But: not all is sadness and disappointment. Before the smoke, there was summer, infinite and broad, stretching out for weeks before us. There were trails to explore, old friends to re-acquaint ourselves with, hours spent lazing beside high alpine lakes. There were fish, freshly caught, to clean and cook, whiskey bottles to drain, full if sleepless nights in a cold tent beneath a full moon, gin rummy and hearty laughs and the company of chosen family. Team Everclear's third annual trek into the land of lakes at the end of rainbows and goats, goats, goats; fuck-it trees and all these vistas. It was good; it was very good, and all was well with the world.

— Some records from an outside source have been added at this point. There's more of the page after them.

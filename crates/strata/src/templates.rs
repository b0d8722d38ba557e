//! Built-in structure templates.
//!
//! Each template is a complete diagram shipped as JSON inside the binary.
//! Template ids are only meaningful inside one template; [`Template::instantiate`]
//! re-issues them so that applying a template twice never yields shared ids.

use log::debug;

use strata_core::model::Diagram;

use crate::StrataError;

/// A named, built-in structure.
#[derive(Debug, Clone, Copy, PartialEq, Eq)]
pub struct Template {
    slug: &'static str,
    title: &'static str,
    source: &'static str,
}

macro_rules! template {
    ($slug:literal, $title:literal) => {
        Template {
            slug: $slug,
            title: $title,
            source: include_str!(concat!("../templates/", $slug, ".json")),
        }
    };
}

/// Every built-in template, in menu order.
pub const BUILTIN_TEMPLATES: [Template; 18] = [
    template!("hk-holding", "HK Holding Structure"),
    template!("hk-offshore", "HK-BVI Offshore Setup"),
    template!("offshore-chain", "HK/BVI/Cayman Chain"),
    template!("hk-trust", "HK Family Trust"),
    template!("double-irish", "Double Irish"),
    template!("dutch-sandwich", "Double Irish + Dutch Sandwich"),
    template!("lux-financing", "Luxembourg Financing"),
    template!("swiss-principal", "Swiss Principal Company"),
    template!("sg-ip-box", "Singapore IP Box / Hub"),
    template!("mauritius-cyprus", "Mauritius / Cyprus Gateway"),
    template!("dutch-cv-bv", "Netherlands CV/BV"),
    template!("delaware-llc", "Delaware LLC / Check-the-Box"),
    template!("hk-cayman", "HK-Cayman"),
    template!("hk-delaware", "HK-Delaware"),
    template!("hk-singapore", "HK-Singapore"),
    template!("hk-luxembourg", "HK-Luxembourg"),
    template!("hk-mauritius", "HK-Mauritius"),
    template!("hk-netherlands", "HK-Netherlands"),
];

impl Template {
    /// Short identifier, e.g. `"double-irish"`.
    pub fn slug(&self) -> &'static str {
        self.slug
    }

    /// Human readable name, e.g. `"Double Irish"`.
    pub fn title(&self) -> &'static str {
        self.title
    }

    /// Parses the template with the ids it was authored with.
    pub fn diagram(&self) -> Result<Diagram, StrataError> {
        Ok(serde_json::from_str(self.source)?)
    }

    /// Parses the template and gives every entity and relationship a fresh
    /// id, remapping relationship endpoints.
    pub fn instantiate(&self) -> Result<Diagram, StrataError> {
        let mut diagram = self.diagram()?;
        diagram.reissue_ids();
        debug!(
            slug = self.slug,
            entities = diagram.entities().len(),
            relationships = diagram.relationships().len();
            "Template instantiated"
        );
        Ok(diagram)
    }
}

/// Looks a template up by slug.
///
/// ```
/// # use strata::templates::find_template;
/// let template = find_template("hk-trust").unwrap();
/// assert_eq!(template.title(), "HK Family Trust");
/// assert!(find_template("nope").is_none());
/// ```
pub fn find_template(slug: &str) -> Option<&'static Template> {
    BUILTIN_TEMPLATES
        .iter()
        .find(|template| template.slug == slug)
}
//! Command-line argument definitions for the Strata CLI.
//!
//! This module defines the [`Args`] structure parsed from the command line
//! using [`clap`]. Every subcommand edits a structure file (`--file`) or
//! talks to the configured store.

use clap::{Parser, Subcommand};

use strata::{
    model::{ConnectDirection, EntityType, LineType, RelationshipType},
    shape::EntityShape,
};

/// Command-line arguments for the Strata ownership diagram tool
#[derive(Parser, Debug)]
#[command(author, version, about, long_about = None)]
pub struct Args {
    #[command(subcommand)]
    pub command: Command,

    /// Path to the structure file being edited
    #[arg(short, long, global = true, default_value = "structure.json")]
    pub file: String,

    /// Path to configuration file (TOML)
    #[arg(short, long, global = true)]
    pub config: Option<String>,

    /// Log level (off, error, warn, info, debug, trace)
    #[arg(long, global = true, default_value = "info")]
    pub log_level: String,
}

#[derive(Subcommand, Debug)]
pub enum Command {
    /// Start a new, empty structure
    New {
        /// Name of the structure
        #[arg(long)]
        name: Option<String>,
    },

    /// Rename the structure
    Rename { name: String },

    /// Built-in templates
    #[command(subcommand)]
    Template(TemplateCommand),

    /// Entity editing
    #[command(subcommand)]
    Entity(EntityCommand),

    /// Relationship editing
    #[command(subcommand)]
    Relation(RelationCommand),

    /// Connect one entity with many others at 100% equity
    Connect {
        pivot: String,

        #[arg(required = true)]
        targets: Vec<String>,

        /// one-to-many (pivot owns targets) or many-to-one
        #[arg(long, default_value = "one-to-many")]
        direction: ConnectDirection,
    },

    /// Print the routed connector geometry as JSON
    Route,

    /// Render the structure to SVG or PNG, chosen by the output extension
    Render {
        /// Output path, `<name>_Diagram.png` when omitted
        #[arg(short, long)]
        output: Option<String>,
    },

    /// Save the structure to the store
    Save,

    /// Load a structure from the store by id or share URL
    Open { target: String },

    /// List stored structures
    List,

    /// Delete a stored structure
    Delete { id: String },

    /// Print the share URL of the structure
    Share,

    /// Run the AI tax analysis and write the text report
    Analyze {
        /// Output path, `<name>_Analysis.txt` when omitted
        #[arg(short, long)]
        output: Option<String>,
    },
}

#[derive(Subcommand, Debug)]
pub enum TemplateCommand {
    /// List the built-in templates
    List,

    /// Replace the diagram with a template
    Apply { slug: String },
}

#[derive(Subcommand, Debug)]
pub enum EntityCommand {
    /// Add an entity at a random or given position
    Add {
        #[arg(long = "type")]
        entity_type: EntityType,

        #[arg(long, default_value = "rectangle")]
        shape: EntityShape,

        #[arg(long)]
        name: Option<String>,

        #[arg(long, requires = "y", allow_negative_numbers = true)]
        x: Option<f32>,

        #[arg(long, requires = "x", allow_negative_numbers = true)]
        y: Option<f32>,
    },

    /// Merge a JSON patch (camelCase fields) into an entity
    Update { id: String, patch: String },

    /// Move an entity
    Move {
        id: String,

        #[arg(allow_negative_numbers = true)]
        x: f32,

        #[arg(allow_negative_numbers = true)]
        y: f32,
    },

    /// Remove an entity and every relationship touching it
    Remove { id: String },
}

#[derive(Subcommand, Debug)]
pub enum RelationCommand {
    /// Add a relationship
    Add {
        from: String,
        to: String,

        #[arg(long = "type")]
        relationship_type: RelationshipType,

        /// Defaults to the type name
        #[arg(long)]
        label: Option<String>,

        #[arg(long)]
        percentage: Option<f64>,

        #[arg(long)]
        amount: Option<String>,

        #[arg(long)]
        color: Option<String>,

        #[arg(long)]
        line_type: Option<LineType>,

        #[arg(long)]
        notes: Option<String>,
    },

    /// Add an income flow with its preset label and colour
    Flow {
        from: String,
        to: String,

        #[arg(long = "type")]
        relationship_type: RelationshipType,
    },

    /// Merge a JSON patch (camelCase fields) into a relationship
    Update { id: String, patch: String },

    /// Remove a relationship
    Remove { id: String },
}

I had so many snippets of things to shape and form and give to you, so much happiness and adventure yet finding their way into words, all of this. So much, this much, all of it love, and how I wish I could just focus on the good; surely we've plenty of it. Our vows written, our friends soon traveling, and our family'll be here soon enough. Besides, we've just held these mountains as home. But I've this tendency, I do, to look more readily at the damaged places; though it's surely grown stronger, at times this grip on the present remains tenuous. I backslide, into all this grey sky, and feel such happy portraits slip away.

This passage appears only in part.